Mais cette victoire de l’Alliance kurde dans les régions revendiquées, qui a rallié les suffrages des Kurdes comme de ceux des autres minorités menacées par le fanatisme nationaliste ou religieux, qu’ils soient chrétiens, Shabaks ou Yézidis, a peut-être encouragé davantage Bagdad à reporter ce référendum, en confirmant que le choix politique des Kurdes de Kirkouk sera de réintégrer le Kurdistan. De plus, les chrétiens de Kirkouk commencent à être l’objet des mêmes menaces et assassinats qu’à Mossoul, ce qui peut aussi les inciter largement à dépendre d’Erbil et sa politique de protection des minorités. C’est une des raisons sur lesquelles s’appuie Fouad Hussein pour nier qu’un report du référendum éviterait une guerre civile inter-ethnique : « Si nous regardons ce qui s’est passé à Bagdad ces deux ou ces trois dernières années, il y a eu beaucoup de zones qui ont subi ce qui s’apparente aux nettoyages ethniques du passé.Les sunnites ont été mis à l’écart et déplacés, les chiites ont été déplacés d’une zone à une autre, beaucoup d’entre eux ont été tués, et la question est : pourquoi cela ne s’est-il pas produit à Kirkouk ? Il y a beaucoup d’éléments qui prouvent que s’ils avaient le contrôle de Kirkouk, ils appliqueraient la même politique de nettoyage ethnique. Comme vous pouvez le voir, ce sont les Kurdes qui ont réellement protégé Kirkouk. Aussi, l’argument utilisé par les ONG et l’ONU est sans fondements. " Autre argument en faveur d’un rattachement à la Région kurde, le délaissement et le sous-développement dans lesquels est maintenue la région de Kirkouk, malgré sa richesse pétrolière, faisant un contraste flagrant avec le boum économique que connaissent des villes comme Erbil, Duhok ou Suleïmanieh : « Il n’y a aucun développement économique à Kirkouk. Même la part du budget allouée à Kirkouk est revenue à Bagdad, c’est un désastre. Les gens pensent que l’on doit y trouver les meilleurs écoles et hôpitaux au monde en raison de sa richesse, mais quand ils s’y rendent, ils voient un gros village. Kirkouk a été détruit, ses habitants et la ville ont été détruits, et rien n’a été fait pour Kirkouk. »

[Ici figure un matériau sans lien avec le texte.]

use chrono::{DateTime, Utc};
use serde::{Deserialize, Serialize};

/// A point normalized to [0,1] of its image's width/height. All coordinates
/// crossing the engine boundary use this form; nothing assumes pixel units.
#[derive(Debug, Clone, Copy, PartialEq, Serialize, Deserialize)]
pub struct NormPoint {
    pub x: f64,
    pub y: f64,
}

impl NormPoint {
    pub fn new(x: f64, y: f64) -> Self {
        Self { x, y }
    }

    /// Whether both coordinates lie inside the normalized [0,1] range.
    pub fn is_normalized(&self) -> bool {
        (0.0..=1.0).contains(&self.x) && (0.0..=1.0).contains(&self.y)
    }
}

/// Audio classification produced by the external audio detector.
#[derive(Debug, Clone, PartialEq, Eq, Serialize, Deserialize, Default)]
#[serde(rename_all = "UPPERCASE")]
pub enum AudioStatus {
    #[default]
    Normal,
    Panic,
    /// Detector-defined label outside the core vocabulary.
    #[serde(untagged)]
    Other(String),
}

impl AudioStatus {
    pub fn is_panic(&self) -> bool {
        matches!(self, AudioStatus::Panic)
    }
}

impl std::fmt::Display for AudioStatus {
    fn fmt(&self, f: &mut std::fmt::Formatter<'_>) -> std::fmt::Result {
        match self {
            AudioStatus::Normal => write!(f, "NORMAL"),
            AudioStatus::Panic => write!(f, "PANIC"),
            AudioStatus::Other(label) => write!(f, "{}", label),
        }
    }
}

/// One tick's worth of raw detections in camera-normalized space, as emitted
/// by the external person detector. Consumed once, never stored.
#[derive(Debug, Clone, Serialize, Deserialize)]
pub struct DetectionFrame {
    pub timestamp: DateTime<Utc>,
    pub points: Vec<NormPoint>,
    /// Audio label riding along with the frame, if the detector merges both
    /// streams. Updates the engine's audio state for this tick onward.
    #[serde(default, skip_serializing_if = "Option::is_none")]
    pub audio_status: Option<AudioStatus>,
}

#[cfg(test)]
mod tests {
    use super::*;

    #[test]
    fn test_point_range_check() {
        assert!(NormPoint::new(0.0, 0.0).is_normalized());
        assert!(NormPoint::new(1.0, 1.0).is_normalized());
        assert!(NormPoint::new(0.5, 0.25).is_normalized());
        assert!(!NormPoint::new(-0.01, 0.5).is_normalized());
        assert!(!NormPoint::new(0.5, 1.2).is_normalized());
    }

    #[test]
    fn test_audio_status_serde() {
        let normal: AudioStatus = serde_json::from_str("\"NORMAL\"").unwrap();
        assert_eq!(normal, AudioStatus::Normal);
        assert!(!normal.is_panic());

        let panic: AudioStatus = serde_json::from_str("\"PANIC\"").unwrap();
        assert!(panic.is_panic());

        // Labels outside the core vocabulary survive a round trip.
        let other: AudioStatus = serde_json::from_str("\"GLASS_BREAK\"").unwrap();
        assert_eq!(other, AudioStatus::Other("GLASS_BREAK".to_string()));
        assert_eq!(serde_json::to_string(&other).unwrap(), "\"GLASS_BREAK\"");
    }

    #[test]
    fn test_frame_without_audio_label() {
        let json = r#"{"timestamp":"2026-08-29T10:00:00Z","points":[{"x":0.5,"y":0.5}]}"#;
        let frame: DetectionFrame = serde_json::from_str(json).unwrap();
        assert_eq!(frame.points.len(), 1);
        assert!(frame.audio_status.is_none());
    }
}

Autre départ envisagé mais problématique pour la future politique irakienne et le contentieux kurdo-arabe, celui de Jalal Talabani qui a confirmé qu’il ne se représenterait pas à la présidence d’Irak, ce qui pose la question de sa succession, laquelle devrait revenir, selon la règle tacite du partage des pouvoirs, à un sunnite arabe ou à un Kurde, puisque le chef du gouvernement, Nouri Al-Maliki, est un chiite. « Soit ce sera un Arabe sunnite, soit (la présidence) restera entre les mains des Kurdes ; et dans ce cas les deux partis kurdes décideront entre eux qui l’obtiendra », explique Mahmoud Othman, un député kurde du Parlement d’Irak, indépendant des deux grandes formations. Bien que la présidence ait des pouvoirs limités, afin de ne pas répéter les dérives autoritaires des dictatures passées, la position et l’influence de Jalal Talabani ont pesé sur la politique irakienne et son statut de Kurde a été utile pour servir de médiateur entre les factions arabes rivales. Enfin son habileté diplomatique et sa longue carrière politique ont servi à réintégrer l’Irak sur la scène internationale, notamment au Moyen-Orient et au sein de la Ligue arabe, ainsi qu’à renormaliser les relations diplomatiques entre l’Irak et l’Iran.